Rôle des interactions dipolaires dans le déplacement des bandes d’absorption π → π* de la parabenzoquinone et de quelques composés parasubstitués du benzène

¹ Équipe de Recherche Associée au CNRS n° 167. Laboratoire de Chimie Physique. Faculté des Sciences de Bordeaux, 33-Talence, France.
² Department of Chemistry, University of California, Davis, California.

Résumé

Les déplacements des premières bandes d’absorption π → π* du paradinitrobenzène, du paradichlorobenzène et de la parabenzoquinone, par rapport à la position des bandes en phase vapeur, ont été étudiés dans des solvants de polarités différentes.
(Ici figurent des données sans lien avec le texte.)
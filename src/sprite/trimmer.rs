use image::RgbaImage;

/// Remove fully-transparent borders from an image.
///
/// Returns the smallest sub-image containing every pixel with nonzero
/// alpha. A fully transparent (or empty) input collapses to a 1x1
/// transparent image rather than a zero-sized one.
pub fn trim_image(image: &RgbaImage) -> RgbaImage {
    let (width, height) = image.dimensions();

    if width == 0 || height == 0 {
        return RgbaImage::new(1, 1);
    }

    let mut min_x = width;
    let mut min_y = height;
    let mut max_x = 0u32;
    let mut max_y = 0u32;

    for y in 0..height {
        for x in 0..width {
            if image.get_pixel(x, y)[3] > 0 {
                min_x = min_x.min(x);
                min_y = min_y.min(y);
                max_x = max_x.max(x);
                max_y = max_y.max(y);
            }
        }
    }

    // No opaque pixels at all
    if max_x < min_x || max_y < min_y {
        return RgbaImage::new(1, 1);
    }

    let trimmed_width = max_x - min_x + 1;
    let trimmed_height = max_y - min_y + 1;

    image::imageops::crop_imm(image, min_x, min_y, trimmed_width, trimmed_height).to_image()
}
use anyhow::{Context, Result};
use clap::Parser;
use log::{info, warn};

use tatami::cli::{CliArgs, Options};
use tatami::layout::CropSpec;
use tatami::output::{rescale_sheet, save_sheet_image};
use tatami::sheet::SheetBuilder;
use tatami::sprite::load_sprites;

#[allow(clippy::print_stderr)]
fn main() {
    if let Err(e) = run() {
        eprintln!("Error: {:#}", e);
        std::process::exit(1);
    }
}

fn run() -> Result<()> {
    let options = Options::from_args(CliArgs::parse());

    env_logger::Builder::new()
        .filter_level(if options.verbose {
            log::LevelFilter::Debug
        } else {
            log::LevelFilter::Info
        })
        .format_timestamp(None)
        .format_target(false)
        .init();

    info!("Tatami sprite sheet generator v{}", env!("CARGO_PKG_VERSION"));

    // Reject a malformed crop spec before any image work happens
    let crop = options
        .crop
        .as_deref()
        .map(CropSpec::parse)
        .transpose()?;

    let sprites = load_sprites(&options.input, options.trim)
        .with_context(|| format!("failed to load images from {}", options.input.display()))?;
    info!("Loaded {} sprites", sprites.len());

    // Without trimming or cropping there is nothing to reconcile mixed
    // sizes with, so they are a hard error
    let require_uniform = !options.trim && crop.is_none();

    let sheet = SheetBuilder::new()
        .crop(crop)
        .require_uniform(require_uniform)
        .build(sprites)?;

    save_sheet_image(&sheet, &options.output)?;
    info!(
        "Sprite sheet written to {} ({}x{})",
        options.output.display(),
        sheet.width,
        sheet.height
    );

    if let Some(raw_scale) = &options.scale {
        match rescale_sheet(&options.output, raw_scale) {
            Ok(scale) => info!("Rescaled sheet by {}", scale),
            Err(e) => {
                warn!(
                    "Rescale failed; the unscaled sheet at {} is still valid",
                    options.output.display()
                );
                return Err(e).context("failed to rescale sprite sheet");
            }
        }
    }

    info!("Done!");

    Ok(())
}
A partir du paramétrage d’une expression dérivée de la théorie de MCRAE, il est possible d’estimer les contributions des divers types d’interaction.
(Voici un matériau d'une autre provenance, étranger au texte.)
//! Compiled classification rules.

use std::collections::{BTreeMap, BTreeSet};

use regex::Regex;

use crate::config::AuditConfig;
use crate::error::{ConfigError, Result};
use crate::pattern::ExclusionRule;
use crate::resource::KubernetesResource;

/// Label set by Argo CD on every object it manages.
pub const DEFAULT_INSTANCE_LABEL: &str = "argocd.argoproj.io/instance";

/// Annotation set by Argo CD annotation-based tracking.
pub const DEFAULT_TRACKING_ANNOTATION: &str = "argocd.argoproj.io/tracking-id";

const INSTANCE_LABEL: &str = "app.kubernetes.io/instance";
const COMPONENT_LABEL: &str = "app.kubernetes.io/component";

/// Classification rules compiled from an [`AuditConfig`].
///
/// Built once before scanning and shared read-only by every worker.
#[derive(Debug, Clone, Default)]
pub struct ClassificationRules {
    exclusion_rules: Vec<ExclusionRule>,
    secret_patterns: Vec<Regex>,
    platform_patterns: BTreeMap<String, Vec<Regex>>,
    auto_managed_annotations: BTreeSet<String>,
    cert_manager_annotations: BTreeSet<String>,
    statefulset_pvc: Option<Regex>,
    managed_labels: Vec<String>,
    sync_annotations: Vec<String>,
}

fn compile_pattern(field: &'static str, pattern: &str) -> Result<Regex> {
    Regex::new(pattern).map_err(|source| ConfigError::InvalidPattern {
        field,
        pattern: pattern.to_string(),
        source,
    })
}

impl ClassificationRules {
    /// Compile the rules in `config`.
    ///
    /// # Errors
    ///
    /// Returns [`ConfigError::InvalidPattern`] if a regular expression does
    /// not compile.
    pub fn compile(config: &AuditConfig) -> Result<Self> {
        let patterns = &config.patterns;

        let secret_patterns = patterns
            .secret_patterns
            .iter()
            .map(|p| compile_pattern("secret_patterns", p))
            .collect::<Result<Vec<_>>>()?;

        let mut platform_patterns = BTreeMap::new();
        for (kind, kind_patterns) in &patterns.platform_managed {
            let compiled = kind_patterns
                .iter()
                .map(|p| compile_pattern("platform_managed", p))
                .collect::<Result<Vec<_>>>()?;
            platform_patterns.insert(kind.clone(), compiled);
        }

        let statefulset_pvc = patterns
            .statefulset_pvc
            .as_deref()
            .filter(|p| !p.is_empty())
            .map(|p| compile_pattern("statefulset_pvc", p))
            .transpose()?;

        Ok(Self {
            exclusion_rules: config.exclusions.rules(),
            secret_patterns,
            platform_patterns,
            auto_managed_annotations: config.auto_managed.annotations.iter().cloned().collect(),
            cert_manager_annotations: config
                .auto_managed
                .cert_manager_annotations
                .iter()
                .cloned()
                .collect(),
            statefulset_pvc,
            managed_labels: config.gitops.managed_labels.clone(),
            sync_annotations: config.gitops.sync_annotations.clone(),
        })
    }

    /// Rules with only exclusion rules set.
    #[must_use]
    pub fn with_exclusions(rules: Vec<ExclusionRule>) -> Self {
        Self {
            exclusion_rules: rules,
            ..Self::default()
        }
    }

    /// The explicit exclusion rules.
    #[must_use]
    pub fn exclusion_rules(&self) -> &[ExclusionRule] {
        &self.exclusion_rules
    }

    /// Whether a whole-namespace rule (`ns/*/*`) covers `namespace`.
    #[must_use]
    pub fn whole_namespace_excluded(&self, namespace: &str) -> bool {
        self.exclusion_rules
            .iter()
            .any(|rule| rule.is_whole_namespace() && rule.matches(namespace, "*", "*"))
    }

    /// The first explicit rule matching the resource.
    #[must_use]
    pub fn matching_rule(&self, resource: &KubernetesResource) -> Option<&ExclusionRule> {
        self.exclusion_rules
            .iter()
            .find(|rule| rule.matches(resource.namespace(), resource.kind(), resource.name()))
    }

    /// A `Secret` whose name matches a secret pattern or which carries a
    /// cert-manager annotation.
    #[must_use]
    pub fn is_excluded_secret(&self, resource: &KubernetesResource) -> bool {
        if resource.kind() != "Secret" {
            return false;
        }
        self.secret_patterns
            .iter()
            .any(|re| re.is_match(resource.name()))
            || self
                .cert_manager_annotations
                .iter()
                .any(|key| resource.has_annotation(key))
    }

    /// The name matches a platform-managed pattern for the resource's kind.
    #[must_use]
    pub fn is_platform_managed(&self, resource: &KubernetesResource) -> bool {
        self.platform_patterns
            .get(resource.kind())
            .is_some_and(|patterns| patterns.iter().any(|re| re.is_match(resource.name())))
    }

    /// The resource carries an auto-managed annotation.
    #[must_use]
    pub fn has_auto_managed_annotation(&self, resource: &KubernetesResource) -> bool {
        self.auto_managed_annotations
            .iter()
            .any(|key| resource.has_annotation(key))
    }

    /// A `PersistentVolumeClaim` created from a `StatefulSet` volume claim
    /// template.
    ///
    /// Detected by the configured name pattern, or by the resource carrying
    /// both the `app.kubernetes.io/instance` and `app.kubernetes.io/component`
    /// labels.
    #[must_use]
    pub fn is_statefulset_pvc(&self, resource: &KubernetesResource) -> bool {
        if resource.kind() != "PersistentVolumeClaim" {
            return false;
        }
        if self
            .statefulset_pvc
            .as_ref()
            .is_some_and(|re| re.is_match(resource.name()))
        {
            return true;
        }
        resource.has_label(INSTANCE_LABEL) && resource.has_label(COMPONENT_LABEL)
    }

    /// The resource carries a GitOps ownership label or annotation.
    #[must_use]
    pub fn is_gitops_managed(&self, resource: &KubernetesResource) -> bool {
        self.managed_labels.iter().any(|key| resource.has_label(key))
            || self
                .sync_annotations
                .iter()
                .any(|key| resource.has_annotation(key))
            || resource.has_label(DEFAULT_INSTANCE_LABEL)
            || resource.has_annotation(DEFAULT_TRACKING_ANNOTATION)
    }
}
Il apparaît que les composés paradisubstitués se comportent comme si leurs moments dipolaires à l’état fondamental n’étaient pas nuis. La contribution des interactions dipolaires étant alors aussi importante que dans les composés mono- substitués correspondants.
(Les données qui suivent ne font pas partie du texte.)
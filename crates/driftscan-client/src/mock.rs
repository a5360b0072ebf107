//! A mock transport for testing without a real Kubernetes cluster.

use std::collections::{HashMap, VecDeque};
use std::sync::atomic::{AtomicUsize, Ordering};

use async_trait::async_trait;
use driftscan_core::{ClusterInfo, RawObject};
use parking_lot::Mutex;

use crate::error::TransportError;
use crate::transport::{ApiResourceInfo, PageRequest, ResourcePage, Transport};

type Key = (String, String);

fn key(namespace: &str, resource_type: &str) -> Key {
    (namespace.to_string(), resource_type.to_string())
}

/// A transport that serves namespaces, discovery entries and objects from
/// memory.
///
/// Objects are registered per `(namespace, qualified resource name)`, e.g.
/// `("shop", "deployments.apps")`. Failures can be scripted per pair and are
/// returned before any objects are served, either on the next call or on the
/// next call that continues a paginated list.
#[derive(Default)]
pub struct MockTransport {
    context: ClusterInfo,
    namespaces: Mutex<Vec<String>>,
    resources: Mutex<Vec<ApiResourceInfo>>,
    objects: Mutex<HashMap<Key, Vec<RawObject>>>,
    failures: Mutex<HashMap<Key, VecDeque<TransportError>>>,
    continue_failures: Mutex<HashMap<Key, VecDeque<TransportError>>>,
    discovery_failures: Mutex<VecDeque<TransportError>>,
    namespace_failures: Mutex<VecDeque<TransportError>>,
    list_calls: Mutex<HashMap<Key, usize>>,
    namespace_calls: AtomicUsize,
    discovery_calls: AtomicUsize,
}

impl MockTransport {
    /// Create an empty mock transport.
    #[must_use]
    pub fn new() -> Self {
        Self::default()
    }

    /// Create a mock transport reporting the given cluster identity.
    #[must_use]
    pub fn with_context(context: ClusterInfo) -> Self {
        Self {
            context,
            ..Self::default()
        }
    }

    /// Add a namespace.
    pub fn add_namespace(&self, namespace: &str) {
        self.namespaces.lock().push(namespace.to_string());
    }

    /// Add a discovery entry.
    pub fn add_resource(&self, resource: ApiResourceInfo) {
        self.resources.lock().push(resource);
    }

    /// Add an object of `resource_type` to `namespace`.
    pub fn add_object(&self, namespace: &str, resource_type: &str, object: RawObject) {
        self.objects
            .lock()
            .entry(key(namespace, resource_type))
            .or_default()
            .push(object);
    }

    /// Make the next list call for the pair fail with `error`.
    ///
    /// Calls queue up: scripting two failures fails the next two calls.
    pub fn fail_next(&self, namespace: &str, resource_type: &str, error: TransportError) {
        self.failures
            .lock()
            .entry(key(namespace, resource_type))
            .or_default()
            .push_back(error);
    }

    /// Make the next list call for the pair that carries a continue token
    /// fail with `error`. First-page calls are served normally.
    pub fn fail_on_continue(&self, namespace: &str, resource_type: &str, error: TransportError) {
        self.continue_failures
            .lock()
            .entry(key(namespace, resource_type))
            .or_default()
            .push_back(error);
    }

    /// Make the next discovery call fail with `error`.
    pub fn fail_discovery(&self, error: TransportError) {
        self.discovery_failures.lock().push_back(error);
    }

    /// Make the next namespace list call fail with `error`.
    pub fn fail_namespaces(&self, error: TransportError) {
        self.namespace_failures.lock().push_back(error);
    }

    /// Number of list calls made for the pair.
    #[must_use]
    pub fn list_calls(&self, namespace: &str, resource_type: &str) -> usize {
        self.list_calls
            .lock()
            .get(&key(namespace, resource_type))
            .copied()
            .unwrap_or(0)
    }

    /// Number of list calls made for any pair.
    #[must_use]
    pub fn total_list_calls(&self) -> usize {
        self.list_calls.lock().values().sum()
    }

    /// Number of namespace list calls.
    #[must_use]
    pub fn namespace_calls(&self) -> usize {
        self.namespace_calls.load(Ordering::SeqCst)
    }

    /// Number of discovery calls.
    #[must_use]
    pub fn discovery_calls(&self) -> usize {
        self.discovery_calls.load(Ordering::SeqCst)
    }
}

#[async_trait]
impl Transport for MockTransport {
    fn current_context(&self) -> ClusterInfo {
        self.context.clone()
    }

    async fn list_namespaces(&self) -> Result<Vec<String>, TransportError> {
        self.namespace_calls.fetch_add(1, Ordering::SeqCst);
        if let Some(err) = self.namespace_failures.lock().pop_front() {
            return Err(err);
        }
        Ok(self.namespaces.lock().clone())
    }

    async fn discover_resources(&self) -> Result<Vec<ApiResourceInfo>, TransportError> {
        self.discovery_calls.fetch_add(1, Ordering::SeqCst);
        if let Some(err) = self.discovery_failures.lock().pop_front() {
            return Err(err);
        }
        Ok(self.resources.lock().clone())
    }

    async fn list_page(
        &self,
        resource: &ApiResourceInfo,
        namespace: &str,
        page: &PageRequest,
    ) -> Result<ResourcePage, TransportError> {
        let pair = key(namespace, &resource.qualified_name());
        *self.list_calls.lock().entry(pair.clone()).or_default() += 1;

        if let Some(err) = self
            .failures
            .lock()
            .get_mut(&pair)
            .and_then(VecDeque::pop_front)
        {
            return Err(err);
        }

        if page.continue_token.is_some() {
            if let Some(err) = self
                .continue_failures
                .lock()
                .get_mut(&pair)
                .and_then(VecDeque::pop_front)
            {
                return Err(err);
            }
        }

        let objects = self.objects.lock();
        let all = objects.get(&pair).map(Vec::as_slice).unwrap_or_default();

        let start = match &page.continue_token {
            Some(token) => token
                .parse::<usize>()
                .map_err(|_| TransportError::Api {
                    code: 410,
                    message: format!("invalid continue token {token}"),
                })?,
            None => 0,
        };
        let limit = usize::try_from(page.limit).unwrap_or(usize::MAX).max(1);
        let end = start.saturating_add(limit).min(all.len());
        let start = start.min(end);

        Ok(ResourcePage {
            items: all[start..end].to_vec(),
            continue_token: (end < all.len()).then(|| end.to_string()),
        })
    }
}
Nous avons émis l’hypothèse que pour ce type de molécules, les déplacements devaient s’expliquer par des interactions localisées autour des groupements polaires.

Abstract

The solvent shift of the first π → π* absorption bands of parodinitrobenzene, paradichlorobenzene and parabenzoquinone with respect to the band position in the vapor phase, has been studied in liquid media of different polarity.

Applying data fitting according to a relation issued from MCRAE formulation, it is possible to evaluate the contribution of various types of interactions. It appears that the parasubstitued compounds studied, behave as though their dipole-moments in their ground state were different from zero. The contributions of dipolar interactions are as important as in the monosubstitued parent compounds. We have assumed that for this type of molecules, the band shift can be explained by considering local interactions around the polar substituents.